Monday, March 9, 2020

Review: My Darkest Prayer

My Darkest Prayer My Darkest Prayer by S.A. Cosby
My rating: 4 of 5 stars

If you want to know where the bodies are buried in a small town, ask the local undertaker. You can take that literally or figuratively.

Nathan Waymaker is a former Marine, an ex-cop, and he currently lives and works at the funeral home owned by his cousin. Despite being a generally good guy he also has a temper that would make the Hulk nervous, and his anger problems weren’t helped by the corrupt sheriff’s department he used to work for letting the man who killed his parents go free. When the leader of a local church was shot to death it seems like the cops may be tanking the case so some of the parishioners ask Nathan to check up on the police. Soon Nathan finds himself on the bad side of the cops as well as a dangerous gangster, but on the good side of the church leader’s estranged daughter who is a gorgeous porn star.

You win some, you lose some…

SA Cosby is another author I learned about at last year’s Bouchercon. He caught my attention with his reading of a short story at the Noir-At-The-Bar event. Then he impressed me even more with his participation on a panel about modern noir, and I saw him attending other panels in the audience where he asked great questions so I made a point out of meeting him at one of the signings. Every time I was around him it was obvious that not only was he a dedicated and intelligent fan of crime fiction, but that he was living his dream by being there as an author and loving every second of it. His enthusiasm was contagious, and I’d say he deserved a MVP award for the conference as well as the Anthony Award he won for best short story.
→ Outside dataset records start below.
//! # Settings
//!
//! Layered scanner settings.
//!
//! Sources, later ones winning:
//!
//! 1. built-in defaults
//! 2. an optional TOML file
//! 3. `LEDGER_SCAN__*` environment variables, `__` separating sections,
//!    e.g. `LEDGER_SCAN__LEDGER__BASE_URL` or `LEDGER_SCAN__SCAN__MAX_TRADES`
//!
//! ```toml
//! [ledger]
//! base_url = "https://api.ripple.com"
//! timeout_ms = 10000
//! account = "rfZz9cPdU4DSCQhW2hsmu4tbzfdEbY3VrH"
//!
//! [rate_limit]
//! calls = 10
//! time_span = 1
//! time_unit = "seconds"
//!
//! [scan]
//! max_trades = 10
//! max_api_calls = 100
//! page_length = 20
//! earliest_first = false
//! ```

use crate::application::params::ScanDefaults;
use crate::application::services::ScannerConfig;
use crate::domain::value_objects::{AccountId, RateLimitPolicy};
use config::{Config, ConfigError, Environment, File, FileFormat};
use serde::{Deserialize, Serialize};
use std::path::Path;

/// Environment variable prefix.
pub const ENV_PREFIX: &str = "LEDGER_SCAN";

/// Default ledger server.
pub const DEFAULT_BASE_URL: &str = "http://localhost:5990";

/// Default per-request timeout in milliseconds.
pub const DEFAULT_TIMEOUT_MS: u64 = 10_000;

/// Remote ledger connection settings.
#[derive(Debug, Clone, PartialEq, Eq, Serialize, Deserialize)]
#[serde(default)]
pub struct LedgerSettings {
    /// Server base URL.
    pub base_url: String,
    /// Per-request timeout in milliseconds.
    pub timeout_ms: u64,
    /// Own account, the default scan target.
    pub account: Option<AccountId>,
}

impl Default for LedgerSettings {
    fn default() -> Self {
        Self {
            base_url: DEFAULT_BASE_URL.to_string(),
            timeout_ms: DEFAULT_TIMEOUT_MS,
            account: None,
        }
    }
}

/// All scanner settings.
#[derive(Debug, Clone, Default, PartialEq, Eq, Serialize, Deserialize)]
#[serde(default)]
pub struct ScannerSettings {
    /// Remote ledger connection.
    pub ledger: LedgerSettings,
    /// Pacing of resolution calls.
    pub rate_limit: RateLimitPolicy,
    /// Fallbacks for unset scan parameters.
    pub scan: ScanDefaults,
}

impl ScannerSettings {
    /// Loads settings from defaults, the optional file at `path` and the
    /// environment.
    ///
    /// # Errors
    ///
    /// Returns `ConfigError` if the file is unreadable or a value has the
    /// wrong type.
    pub fn load(path: Option<&Path>) -> Result<Self, ConfigError> {
        let mut builder = Config::builder();
        if let Some(path) = path {
            builder = builder.add_source(File::from(path).required(true));
        }
        builder
            .add_source(
                Environment::with_prefix(ENV_PREFIX)
                    .separator("__")
                    .try_parsing(true),
            )
            .build()?
            .try_deserialize()
    }

    /// Parses settings from TOML text, without consulting the environment.
    ///
    /// # Errors
    ///
    /// Returns `ConfigError` on malformed TOML or mistyped values.
    pub fn from_toml(toml: &str) -> Result<Self, ConfigError> {
        Config::builder()
            .add_source(File::from_str(toml, FileFormat::Toml))
            .build()?
            .try_deserialize()
    }

    /// Returns the scanner configuration.
    #[must_use]
    pub fn scanner_config(&self) -> ScannerConfig {
        ScannerConfig {
            defaults: self.scan,
            rate_limit: self.rate_limit,
        }
    }
}

#[cfg(test)]
#[allow(clippy::unwrap_used)]
mod tests {
    use super::*;
    use crate::domain::value_objects::TimeUnit;

    #[test]
    fn defaults() {
        let settings = ScannerSettings::default();
        assert_eq!(settings.ledger.base_url, DEFAULT_BASE_URL);
        assert_eq!(settings.ledger.timeout_ms, DEFAULT_TIMEOUT_MS);
        assert_eq!(settings.rate_limit.delay_millis(), 1000);
        assert_eq!(settings.scan, ScanDefaults::default());
    }

    #[test]
    fn full_file() {
        let settings = ScannerSettings::from_toml(
            r#"
            [ledger]
            base_url = "https://api.ripple.com"
            timeout_ms = 2500
            account = "rOwner"

            [rate_limit]
            calls = 3
            time_span = 1
            time_unit = "MINUTES"

            [scan]
            max_trades = 5
            max_api_calls = 50
            page_length = 10
            earliest_first = true
            "#,
        )
        .unwrap();

        assert_eq!(settings.ledger.base_url, "https://api.ripple.com");
        assert_eq!(settings.ledger.timeout_ms, 2500);
        assert_eq!(settings.ledger.account, Some(AccountId::new("rOwner")));
        assert_eq!(settings.rate_limit.time_unit(), TimeUnit::Minutes);
        assert_eq!(settings.rate_limit.delay_millis(), 20_000);

        let config = settings.scanner_config();
        assert_eq!(config.defaults.max_trades, 5);
        assert_eq!(config.defaults.max_api_calls, 50);
        assert_eq!(config.defaults.page_length, 10);
        assert!(config.defaults.earliest_first);
    }

    #[test]
    fn partial_file_keeps_defaults() {
        let settings = ScannerSettings::from_toml(
            r#"
            [scan]
            max_trades = 2
            "#,
        )
        .unwrap();
        assert_eq!(settings.scan.max_trades, 2);
        assert_eq!(settings.scan.max_api_calls, 100);
        assert_eq!(settings.ledger, LedgerSettings::default());
    }

    #[test]
    fn zero_calls_rejected() {
        let result = ScannerSettings::from_toml(
            r#"
            [rate_limit]
            calls = 0
            time_span = 1
            time_unit = "seconds"
            "#,
        );
        assert!(result.is_err());
    }

    #[test]
    fn missing_file_is_an_error() {
        let result = ScannerSettings::load(Some(Path::new("/nonexistent/ledger-scan.toml")));
        assert!(result.is_err());
    }

    #[test]
    fn load_from_file() {
        let path = std::env::temp_dir().join(format!("ledger-scan-{}.toml", std::process::id()));
        std::fs::write(&path, "[ledger]\nbase_url = \"http://ledger.test\"\n").unwrap();
        let settings = ScannerSettings::load(Some(&path)).unwrap();
        std::fs::remove_file(&path).unwrap();
        assert_eq!(settings.ledger.base_url, "http://ledger.test");
    }
}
As for the book, it’s gritty, violent, funny, and almost as entertaining as its author. It follows some of the tropes of crime fiction with a well-intentioned detective of sorts taking what seems like a simple job and getting in over his heard. There’s even the obligatory bad ass friend in the form of Nathan’s buddy Skunk. If a good friend helps you move, and a great friend helps you move a body, then Skunk qualifies as a great friend. There’s also some humor along with it that reminded me of how Joe Lansdale mixes violence, profanity, depth, and laughs. Some angles of the story also reminded of Mosley’s Easy Rawlins series.

Yet Cosby has his own voice that firmly establishes the small town Virginia setting, and then he built an intriguing lead character to guide us through it. Nathan’s history as the biracial son of a white man dedicated to a life of peaceful non-violence and a more pragmatic black woman makes him conflicted in that he feels like he’s constantly failing his late father in some ways. Yet deep down he’s just not the kind of guy who thinks that turning the other cheek is the correct response to a cruel and unfair world.

While Cosby’s personality may have sold me on reading this book, his writing is what will get me to buy his next one.